--- Work task ---
Look through the records, and whenever a line includes the word "PartialRefund", copy it.

Stored items
((

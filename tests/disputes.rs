mod common;

use common::{BUYER_EMAIL, Harness, SELLER_EMAIL, data};
use marketplace_escrow::{
    dto::{
        disputes::{ResolveDisputeRequest, UpdateDisputeStatusRequest},
        orders::{AdminReleaseRequest, OpenDisputeRequest},
    },
    error::AppError,
    middleware::auth::AuthUser,
    models::{DisputeOutcome, DisputeStatus, OrderAggregate, OrderStatus, PaymentStatus},
    routes::params::{DisputeListQuery, DisputeScope},
    services::{dispute_service, escrow_service, order_service},
};
use uuid::Uuid;

fn dispute_request() -> OpenDisputeRequest {
    OpenDisputeRequest {
        reason: "Item not received".into(),
        description: "Tracking shows it stuck at the depot for two weeks".into(),
        evidence_url: Some("https://example.com/evidence/1.png".into()),
    }
}

async fn disputed(h: &Harness) -> OrderAggregate {
    let shipped = h.shipped_order(1).await;
    data(
        order_service::open_dispute(&h.state, &h.buyer, shipped.order.id, dispute_request())
            .await
            .unwrap(),
    )
}

fn resolution(outcome: DisputeOutcome, refund_amount: Option<i64>) -> ResolveDisputeRequest {
    ResolveDisputeRequest {
        outcome,
        resolution: "Reviewed courier records".into(),
        refund_amount,
    }
}

fn dispute_id(order: &OrderAggregate) -> Uuid {
    order.dispute.as_ref().unwrap().id
}

#[tokio::test]
async fn opening_a_dispute_freezes_the_order() {
    let h = Harness::new(100_000, 1).await;
    let order = disputed(&h).await;

    assert_eq!(order.order.status, OrderStatus::Disputed);
    let dispute = order.dispute.as_ref().unwrap();
    assert_eq!(dispute.status, DisputeStatus::Open);
    assert_eq!(dispute.initiated_by, h.buyer.user_id);
    assert_eq!(
        order.history.last().unwrap().note,
        "Dispute opened: Item not received"
    );
    assert!(h.notifier.subjects_for(SELLER_EMAIL).await.contains(&"Dispute Opened".to_string()));

    let second =
        order_service::open_dispute(&h.state, &h.seller, order.order.id, dispute_request()).await;
    assert!(matches!(second, Err(AppError::InvalidStateTransition(_))));

    let release = escrow_service::release_by_buyer(&h.state, &h.buyer, order.order.id).await;
    assert!(matches!(release, Err(AppError::InvalidStateTransition(_))));
}

#[tokio::test]
async fn finished_orders_cannot_be_disputed() {
    let h = Harness::new(100_000, 1).await;
    let delivered = h.delivered_order(1).await;
    escrow_service::release_by_buyer(&h.state, &h.buyer, delivered.order.id)
        .await
        .unwrap();

    let late =
        order_service::open_dispute(&h.state, &h.buyer, delivered.order.id, dispute_request())
            .await;
    assert!(matches!(late, Err(AppError::InvalidStateTransition(_))));
}

#[tokio::test]
async fn buyer_favorable_refunds_in_full_and_restores_stock() {
    let h = Harness::new(100_000, 1).await;
    let order = disputed(&h).await;
    assert_eq!(h.stock().await, 0);

    let resolved = data(
        dispute_service::resolve_dispute(
            &h.state,
            &h.admin,
            dispute_id(&order),
            resolution(DisputeOutcome::BuyerFavorable, None),
        )
        .await
        .unwrap(),
    );

    assert_eq!(resolved.order.status, OrderStatus::Refunded);
    assert_eq!(resolved.order.payment_status, PaymentStatus::Refunded);
    let dispute = resolved.dispute.as_ref().unwrap();
    assert_eq!(dispute.status, DisputeStatus::Resolved);
    let ruling = dispute.resolution.as_ref().unwrap();
    assert_eq!(ruling.outcome, DisputeOutcome::BuyerFavorable);
    assert_eq!(ruling.refund_amount, Some(resolved.order.total_amount));
    assert_eq!(ruling.resolved_by, h.admin.user_id);
    assert_eq!(h.stock().await, 1);
    assert!(
        resolved
            .history
            .last()
            .unwrap()
            .note
            .starts_with("Dispute resolved: buyer_favorable")
    );
    assert!(
        h.notifier
            .subjects_for(BUYER_EMAIL)
            .await
            .contains(&"Dispute Resolved - Refund Issued".to_string())
    );

    let again = dispute_service::resolve_dispute(
        &h.state,
        &h.admin,
        dispute_id(&order),
        resolution(DisputeOutcome::SellerFavorable, None),
    )
    .await;
    assert!(matches!(again, Err(AppError::InvalidStateTransition(_))));
    assert_eq!(h.reload(order.order.id).await.order.status, OrderStatus::Refunded);
}

#[tokio::test]
async fn seller_favorable_releases_escrow() {
    let h = Harness::new(100_000, 1).await;
    let order = disputed(&h).await;

    let resolved = data(
        dispute_service::resolve_dispute(
            &h.state,
            &h.admin,
            dispute_id(&order),
            resolution(DisputeOutcome::SellerFavorable, None),
        )
        .await
        .unwrap(),
    );
    assert_eq!(resolved.order.status, OrderStatus::Completed);
    assert!(!resolved.order.funds_held);
    assert!(resolved.order.funds_released_at.is_some());
    assert!(resolved.payments.iter().all(|p| p.is_released));
    assert_eq!(h.stock().await, 0);
}

#[tokio::test]
async fn partial_refund_keeps_the_order_disputed_until_released() {
    let h = Harness::new(100_000, 1).await;
    let order = disputed(&h).await;

    let resolved = data(
        dispute_service::resolve_dispute(
            &h.state,
            &h.admin,
            dispute_id(&order),
            resolution(DisputeOutcome::PartialRefund, Some(25_000)),
        )
        .await
        .unwrap(),
    );
    assert_eq!(resolved.order.payment_status, PaymentStatus::PartiallyRefunded);
    assert_eq!(resolved.order.status, OrderStatus::Disputed);
    assert_eq!(
        resolved.dispute.as_ref().unwrap().resolution.as_ref().unwrap().refund_amount,
        Some(25_000)
    );
    assert!(resolved.order.funds_held);

    let released = data(
        escrow_service::release_by_admin(
            &h.state,
            &h.admin,
            order.order.id,
            AdminReleaseRequest {
                notes: "Remaining balance to seller".into(),
            },
        )
        .await
        .unwrap(),
    );
    assert_eq!(released.order.status, OrderStatus::Completed);
    assert_eq!(released.order.payment_status, PaymentStatus::PartiallyRefunded);
}

#[tokio::test]
async fn partial_refund_amount_is_bounded_by_the_total() {
    let h = Harness::new(100_000, 1).await;
    let order = disputed(&h).await;
    let id = dispute_id(&order);

    for amount in [None, Some(0), Some(-5), Some(100_001)] {
        let result = dispute_service::resolve_dispute(
            &h.state,
            &h.admin,
            id,
            resolution(DisputeOutcome::PartialRefund, amount),
        )
        .await;
        assert!(matches!(result, Err(AppError::Validation(_))), "{amount:?}");
    }

    let full = dispute_service::resolve_dispute(
        &h.state,
        &h.admin,
        id,
        resolution(DisputeOutcome::PartialRefund, Some(100_000)),
    )
    .await;
    assert!(full.is_ok());
}

#[tokio::test]
async fn no_action_notifies_both_parties() {
    let h = Harness::new(100_000, 1).await;
    let order = disputed(&h).await;
    h.notifier.clear().await;

    let resolved = data(
        dispute_service::resolve_dispute(
            &h.state,
            &h.admin,
            dispute_id(&order),
            resolution(DisputeOutcome::NoAction, None),
        )
        .await
        .unwrap(),
    );
    assert_eq!(resolved.order.status, OrderStatus::Disputed);
    assert_eq!(resolved.order.payment_status, PaymentStatus::Completed);

    let sent = h.notifier.sent().await;
    assert_eq!(sent.len(), 2);
    assert!(sent.iter().any(|s| s.to == BUYER_EMAIL));
    assert!(sent.iter().any(|s| s.to == SELLER_EMAIL));
}

#[tokio::test]
async fn only_admins_resolve() {
    let h = Harness::new(100_000, 1).await;
    let order = disputed(&h).await;

    let by_buyer = dispute_service::resolve_dispute(
        &h.state,
        &h.buyer,
        dispute_id(&order),
        resolution(DisputeOutcome::BuyerFavorable, None),
    )
    .await;
    assert!(matches!(by_buyer, Err(AppError::Forbidden)));

    let blank = dispute_service::resolve_dispute(
        &h.state,
        &h.admin,
        dispute_id(&order),
        ResolveDisputeRequest {
            outcome: DisputeOutcome::NoAction,
            resolution: "  ".into(),
            refund_amount: None,
        },
    )
    .await;
    assert!(matches!(blank, Err(AppError::Validation(_))));

    let unknown = dispute_service::resolve_dispute(
        &h.state,
        &h.admin,
        Uuid::new_v4(),
        resolution(DisputeOutcome::NoAction, None),
    )
    .await;
    assert!(matches!(unknown, Err(AppError::NotFound)));
}

#[tokio::test]
async fn review_workflow_then_close() {
    let h = Harness::new(100_000, 1).await;
    let order = disputed(&h).await;
    let id = dispute_id(&order);
    let move_to = |status| {
        dispute_service::update_dispute_status(
            &h.state,
            &h.admin,
            id,
            UpdateDisputeStatusRequest { status },
        )
    };

    let reviewing = data(move_to(DisputeStatus::UnderReview).await.unwrap());
    assert_eq!(reviewing.dispute.as_ref().unwrap().status, DisputeStatus::UnderReview);
    assert_eq!(reviewing.history.last().unwrap().note, "Dispute moved to under_review");

    let early_close = move_to(DisputeStatus::Closed).await;
    assert!(matches!(early_close, Err(AppError::InvalidStateTransition(_))));

    let shortcut = move_to(DisputeStatus::Resolved).await;
    assert!(matches!(shortcut, Err(AppError::Validation(_))));

    let no_action = resolution(DisputeOutcome::NoAction, None);
    dispute_service::resolve_dispute(&h.state, &h.admin, id, no_action)
        .await
        .unwrap();

    let reopened = move_to(DisputeStatus::UnderReview).await;
    assert!(matches!(reopened, Err(AppError::InvalidStateTransition(_))));

    let closed = data(move_to(DisputeStatus::Closed).await.unwrap());
    assert_eq!(closed.dispute.as_ref().unwrap().status, DisputeStatus::Closed);

    let after_close = move_to(DisputeStatus::Escalated).await;
    assert!(matches!(after_close, Err(AppError::InvalidStateTransition(_))));
}

#[tokio::test]
async fn listing_and_viewing_disputes() {
    let h = Harness::new(100_000, 3).await;
    let open = disputed(&h).await;
    let settled = disputed(&h).await;
    dispute_service::resolve_dispute(
        &h.state,
        &h.admin,
        dispute_id(&settled),
        resolution(DisputeOutcome::SellerFavorable, None),
    )
    .await
    .unwrap();

    let scope = |scope| DisputeListQuery { scope: Some(scope) };
    let open_list = data(
        dispute_service::list_disputes(&h.state, &h.admin, scope(DisputeScope::Open))
            .await
            .unwrap(),
    );
    assert_eq!(open_list.items.len(), 1);
    assert_eq!(open_list.items[0].id, dispute_id(&open));

    let resolved_list = data(
        dispute_service::list_disputes(&h.state, &h.admin, scope(DisputeScope::Resolved))
            .await
            .unwrap(),
    );
    assert_eq!(resolved_list.items.len(), 1);

    let all = data(
        dispute_service::list_disputes(&h.state, &h.admin, scope(DisputeScope::All))
            .await
            .unwrap(),
    );
    assert_eq!(all.items.len(), 2);

    let not_admin =
        dispute_service::list_disputes(&h.state, &h.buyer, DisputeListQuery::default()).await;
    assert!(matches!(not_admin, Err(AppError::Forbidden)));

    let details = data(
        dispute_service::get_dispute(&h.state, &h.seller, dispute_id(&open))
            .await
            .unwrap(),
    );
    assert_eq!(details.order.order.id, open.order.id);

    let outsider = AuthUser::user(Uuid::new_v4());
    let hidden = dispute_service::get_dispute(&h.state, &outsider, dispute_id(&open)).await;
    assert!(matches!(hidden, Err(AppError::NotFound)));
}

))

--- Answer box ---
            resolution(DisputeOutcome::PartialRefund, Some(25_000)),
            resolution(DisputeOutcome::PartialRefund, amount),
        resolution(DisputeOutcome::PartialRefund, Some(100_000)),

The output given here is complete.